Find how many lines of the records hold the string "struct" and reply with only that total.

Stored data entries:
=== Section Start ===

use crate::payment::PaymentJob;
use crate::payment_message::{MessageError, PaymentMessage};
use async_trait::async_trait;
use deadpool_redis::Pool;
use redis::AsyncCommands;

pub const PAYMENTS_TOPIC: &str = "payments";

#[derive(Debug, thiserror::Error)]
pub enum PublisherError {
    #[error("could not encode job: {0}")]
    Encode(#[from] MessageError),
    #[error("no bus connection available: {0}")]
    Connection(#[from] deadpool_redis::PoolError),
    #[error("publish failed: {0}")]
    Publish(#[from] redis::RedisError),
}

/// Puts a job back on the bus so any worker in the fleet can pick it up.
#[async_trait]
pub trait JobPublisher: Send + Sync {
    async fn publish(&self, job: &PaymentJob) -> Result<(), PublisherError>;
}

pub struct RedisPublisher {
    pool: Pool,
    topic: String,
}

impl RedisPublisher {
    pub fn new(pool: Pool, topic: impl Into<String>) -> Self {
        Self {
            pool,
            topic: topic.into(),
        }
    }
}

#[async_trait]
impl JobPublisher for RedisPublisher {
    async fn publish(&self, job: &PaymentJob) -> Result<(), PublisherError> {
        let payload = PaymentMessage::from(job).encode()?;
        let mut conn = self.pool.get().await?;
        let receivers: i64 = conn.publish(&self.topic, payload).await?;

        if receivers == 0 {
            tracing::warn!(
                correlation_id = %job.correlation_id,
                topic = %self.topic,
                "Requeued job has no subscriber listening"
            );
        }
        Ok(())
    }
}
use crate::payment::PaymentJob;
use crate::processor_type::ProcessorType;
use async_trait::async_trait;
use bytes::Bytes;
use http_body_util::{BodyExt, Full};
use hyper::{Method, Request, StatusCode};
use hyper_util::client::legacy::{Client, connect::HttpConnector};
use rust_decimal::Decimal;
use serde::Serialize;
use std::time::Duration;
use time::OffsetDateTime;

#[derive(Debug, thiserror::Error)]
pub enum PaymentProcessorError {
    #[error("invalid payment request: {0}")]
    InvalidPayment(String),
    #[error("processor is unavailable: {0}")]
    Unavailable(String),
    #[error("processor answered {0}")]
    Rejected(StatusCode),
    #[error("processor did not answer within {0:?}")]
    Timeout(Duration),
}

/// Body posted to a payment processor. Never carries the retry counter.
#[derive(Debug, Clone, PartialEq, Serialize)]
pub struct PaymentRequest {
    #[serde(rename = "correlationId")]
    pub correlation_id: String,
    pub amount: Decimal,
    #[serde(rename = "requestedAt", with = "time::serde::rfc3339")]
    pub requested_at: OffsetDateTime,
}

impl From<&PaymentJob> for PaymentRequest {
    fn from(job: &PaymentJob) -> Self {
        Self {
            correlation_id: job.correlation_id.clone(),
            amount: job.amount,
            requested_at: job.requested_at,
        }
    }
}

/// Outbound call to one of the two payment processors.
///
/// Any `Err` is a plain "not successful" for the dispatcher; the variants only
/// exist so the logs can tell a timeout from a 500.
#[async_trait]
pub trait PaymentGateway: Send + Sync {
    async fn submit(
        &self,
        processor: ProcessorType,
        request: &PaymentRequest,
    ) -> Result<(), PaymentProcessorError>;
}

pub struct PaymentProcessor {
    url: String,
    timeout: Duration,
    client: Client<HttpConnector, Full<Bytes>>,
}

impl PaymentProcessor {
    pub fn new(base_url: &str, timeout: Duration) -> Self {
        let client =
            Client::builder(hyper_util::rt::TokioExecutor::new()).build(HttpConnector::new());

        Self {
            url: format!("{}/payments", base_url.trim_end_matches('/')),
            timeout,
            client,
        }
    }

    pub fn url(&self) -> &str {
        &self.url
    }

    pub async fn process(&self, request: &PaymentRequest) -> Result<(), PaymentProcessorError> {
        let json_bytes = serde_json::to_vec(request)
            .map_err(|e| PaymentProcessorError::InvalidPayment(e.to_string()))?;

        let req = Request::builder()
            .method(Method::POST)
            .uri(&self.url)
            .header("content-type", "application/json")
            .body(Full::new(Bytes::from(json_bytes)))
            .map_err(|e| PaymentProcessorError::InvalidPayment(e.to_string()))?;

        let call = async {
            let response = self
                .client
                .request(req)
                .await
                .map_err(|e| PaymentProcessorError::Unavailable(e.to_string()))?;
            let status = response.status();

            // drain the body so the connection goes back to the pool
            let _ = response.into_body().collect().await;

            if !status.is_success() {
                return Err(PaymentProcessorError::Rejected(status));
            }
            Ok(())
        };

        tokio::time::timeout(self.timeout, call)
            .await
            .map_err(|_| PaymentProcessorError::Timeout(self.timeout))?
    }
}

/// Default and fallback processors reached over HTTP.
pub struct HttpPaymentGateway {
    default: PaymentProcessor,
    fallback: PaymentProcessor,
}

impl HttpPaymentGateway {
    pub fn new(default: PaymentProcessor, fallback: PaymentProcessor) -> Self {
        Self { default, fallback }
    }
}

#[async_trait]
impl PaymentGateway for HttpPaymentGateway {
    async fn submit(
        &self,
        processor: ProcessorType,
        request: &PaymentRequest,
    ) -> Result<(), PaymentProcessorError> {
        match processor {
            ProcessorType::Default => self.default.process(request).await,
            ProcessorType::Fallback => self.fallback.process(request).await,
        }
    }
}
#![allow(dead_code)]

use async_trait::async_trait;
use rust_decimal::Decimal;
use std::collections::VecDeque;
use std::sync::Arc;
use std::sync::Mutex;
use std::time::Duration;
use time::OffsetDateTime;
use time::macros::datetime;
use tokio::sync::Barrier;
use worker::dispatcher::{DispatchPolicy, Dispatcher};
use worker::payment::PaymentJob;
use worker::payment_processor::{PaymentGateway, PaymentProcessorError, PaymentRequest};
use worker::processor_type::ProcessorType;
use worker::publisher::{JobPublisher, PublisherError};
use worker::store::InMemoryLedger;

pub const REQUESTED_AT: OffsetDateTime = datetime!(2025-07-15 12:00:00 UTC);

pub fn job(correlation_id: &str, amount: Decimal, retry_count: u32) -> PaymentJob {
    PaymentJob {
        correlation_id: correlation_id.to_string(),
        amount,
        requested_at: REQUESTED_AT,
        retry_count,
    }
}

pub fn policy() -> DispatchPolicy {
    DispatchPolicy {
        max_attempts: 3,
        backoff_step: Duration::from_millis(2),
        max_retries: 3,
        save_attempts: 3,
        republish_attempts: 3,
    }
}

/// Answers per processor from a script, then with a fixed outcome.
struct Script {
    queued: VecDeque<bool>,
    then: bool,
}

impl Script {
    fn next(&mut self) -> bool {
        self.queued.pop_front().unwrap_or(self.then)
    }
}

pub struct ScriptedGateway {
    default: Mutex<Script>,
    fallback: Mutex<Script>,
    calls: Mutex<Vec<(ProcessorType, PaymentRequest)>>,
    barrier: Option<Barrier>,
}

impl ScriptedGateway {
    pub fn new(default_ok: bool, fallback_ok: bool) -> Self {
        Self::scripted(vec![], default_ok, vec![], fallback_ok)
    }

    pub fn scripted(
        default: Vec<bool>,
        default_then: bool,
        fallback: Vec<bool>,
        fallback_then: bool,
    ) -> Self {
        Self {
            default: Mutex::new(Script {
                queued: default.into(),
                then: default_then,
            }),
            fallback: Mutex::new(Script {
                queued: fallback.into(),
                then: fallback_then,
            }),
            calls: Mutex::new(Vec::new()),
            barrier: None,
        }
    }

    /// Holds every call until `parties` calls are in flight at once.
    pub fn with_barrier(mut self, parties: usize) -> Self {
        self.barrier = Some(Barrier::new(parties));
        self
    }

    pub fn calls(&self) -> Vec<ProcessorType> {
        self.calls.lock().unwrap().iter().map(|(p, _)| *p).collect()
    }

    pub fn requests(&self) -> Vec<PaymentRequest> {
        self.calls.lock().unwrap().iter().map(|(_, r)| r.clone()).collect()
    }
}

#[async_trait]
impl PaymentGateway for ScriptedGateway {
    async fn submit(
        &self,
        processor: ProcessorType,
        request: &PaymentRequest,
    ) -> Result<(), PaymentProcessorError> {
        self.calls.lock().unwrap().push((processor, request.clone()));

        if let Some(barrier) = &self.barrier {
            barrier.wait().await;
        }

        let ok = match processor {
            ProcessorType::Default => self.default.lock().unwrap().next(),
            ProcessorType::Fallback => self.fallback.lock().unwrap().next(),
        };

        if ok {
            Ok(())
        } else {
            Err(PaymentProcessorError::Rejected(hyper::StatusCode::INTERNAL_SERVER_ERROR))
        }
    }
}

/// Keeps every published job; can be told to fail a number of publishes.
#[derive(Default)]
pub struct RecordingPublisher {
    published: Mutex<Vec<PaymentJob>>,
    failures_left: Mutex<u32>,
    attempts: Mutex<u32>,
}

impl RecordingPublisher {
    pub fn failing(times: u32) -> Self {
        Self {
            failures_left: Mutex::new(times),
            ..Self::default()
        }
    }

    pub fn published(&self) -> Vec<PaymentJob> {
        self.published.lock().unwrap().clone()
    }

    pub fn attempts(&self) -> u32 {
        *self.attempts.lock().unwrap()
    }
}

#[async_trait]
impl JobPublisher for RecordingPublisher {
    async fn publish(&self, job: &PaymentJob) -> Result<(), PublisherError> {
        *self.attempts.lock().unwrap() += 1;

        let mut failures_left = self.failures_left.lock().unwrap();
        if *failures_left > 0 {
            *failures_left -= 1;
            return Err(PublisherError::Publish(redis::RedisError::from((
                redis::ErrorKind::IoError,
                "bus unreachable",
            ))));
        }
        drop(failures_left);

        self.published.lock().unwrap().push(job.clone());
        Ok(())
    }
}

pub struct Harness {
    pub gateway: Arc<ScriptedGateway>,
    pub ledger: Arc<InMemoryLedger>,
    pub publisher: Arc<RecordingPublisher>,
    pub dispatcher: Arc<Dispatcher>,
}

impl Harness {
    pub fn new(gateway: ScriptedGateway) -> Self {
        Self::with(gateway, InMemoryLedger::default(), RecordingPublisher::default(), policy())
    }

    pub fn with(
        gateway: ScriptedGateway,
        ledger: InMemoryLedger,
        publisher: RecordingPublisher,
        policy: DispatchPolicy,
    ) -> Self {
        let gateway = Arc::new(gateway);
        let ledger = Arc::new(ledger);
        let publisher = Arc::new(publisher);
        let dispatcher = Arc::new(Dispatcher::new(
            gateway.clone(),
            ledger.clone(),
            publisher.clone(),
            policy,
        ));

        Self {
            gateway,
            ledger,
            publisher,
            dispatcher,
        }
    }
}
use crate::payment::{PaymentJob, to_utc_seconds};
use rust_decimal::Decimal;
use serde::{Deserialize, Serialize};
use time::OffsetDateTime;

#[derive(Debug, thiserror::Error)]
pub enum MessageError {
    #[error("malformed payment message: {0}")]
    Json(#[from] serde_json::Error),
    #[error("payment message has an empty correlationId")]
    MissingCorrelationId,
    #[error("payment message has a non-positive amount: {0}")]
    NonPositiveAmount(Decimal),
}

/// Shape of a payment on the `payments` topic.
#[derive(Debug, Clone, PartialEq, Serialize, Deserialize)]
pub struct PaymentMessage {
    #[serde(rename = "correlationId")]
    pub correlation_id: String,
    pub amount: Decimal,
    #[serde(
        rename = "requestedAt",
        default,
        skip_serializing_if = "Option::is_none",
        with = "time::serde::rfc3339::option"
    )]
    pub requested_at: Option<OffsetDateTime>,
    #[serde(rename = "_retry_count", default, skip_serializing_if = "is_zero")]
    pub retry_count: u32,
}

fn is_zero(n: &u32) -> bool {
    *n == 0
}

impl PaymentMessage {
    pub fn decode(payload: &[u8]) -> Result<Self, MessageError> {
        let msg: PaymentMessage = serde_json::from_slice(payload)?;

        if msg.correlation_id.trim().is_empty() {
            return Err(MessageError::MissingCorrelationId);
        }
        if msg.amount <= Decimal::ZERO {
            return Err(MessageError::NonPositiveAmount(msg.amount));
        }

        Ok(msg)
    }

    pub fn encode(&self) -> Result<Vec<u8>, MessageError> {
        Ok(serde_json::to_vec(self)?)
    }

    /// Turns the message into a job, stamping `now` if it was never stamped.
    /// The stamp is always held in UTC at whole-second precision.
    pub fn into_job(self, now: OffsetDateTime) -> PaymentJob {
        PaymentJob {
            correlation_id: self.correlation_id,
            amount: self.amount,
            requested_at: to_utc_seconds(self.requested_at.unwrap_or(now)),
            retry_count: self.retry_count,
        }
    }
}

impl From<&PaymentJob> for PaymentMessage {
    fn from(job: &PaymentJob) -> Self {
        Self {
            correlation_id: job.correlation_id.clone(),
            amount: job.amount,
            requested_at: Some(job.requested_at),
            retry_count: job.retry_count,
        }
    }
}
pub mod config;
pub mod dispatcher;
pub mod payment;
pub mod payment_message;
pub mod payment_processor;
pub mod processor_type;
pub mod publisher;
pub mod receiver;
pub mod store;
pub mod summary;
pub mod worker_pool;
use serde::{Deserialize, Serialize};
use std::fmt;

#[derive(Debug, Clone, Copy, PartialEq, Eq, Hash, Serialize, Deserialize)]
#[serde(rename_all = "lowercase")]
pub enum ProcessorType {
    Default,
    Fallback,
}

impl ProcessorType {
    pub fn as_str(&self) -> &'static str {
        match self {
            ProcessorType::Default => "default",
            ProcessorType::Fallback => "fallback",
        }
    }
}

impl fmt::Display for ProcessorType {
    fn fmt(&self, f: &mut fmt::Formatter) -> fmt::Result {
        f.write_str(self.as_str())
    }
}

=== Section End ===

* _OUTPUT FOR THIS EXERCISE_: 9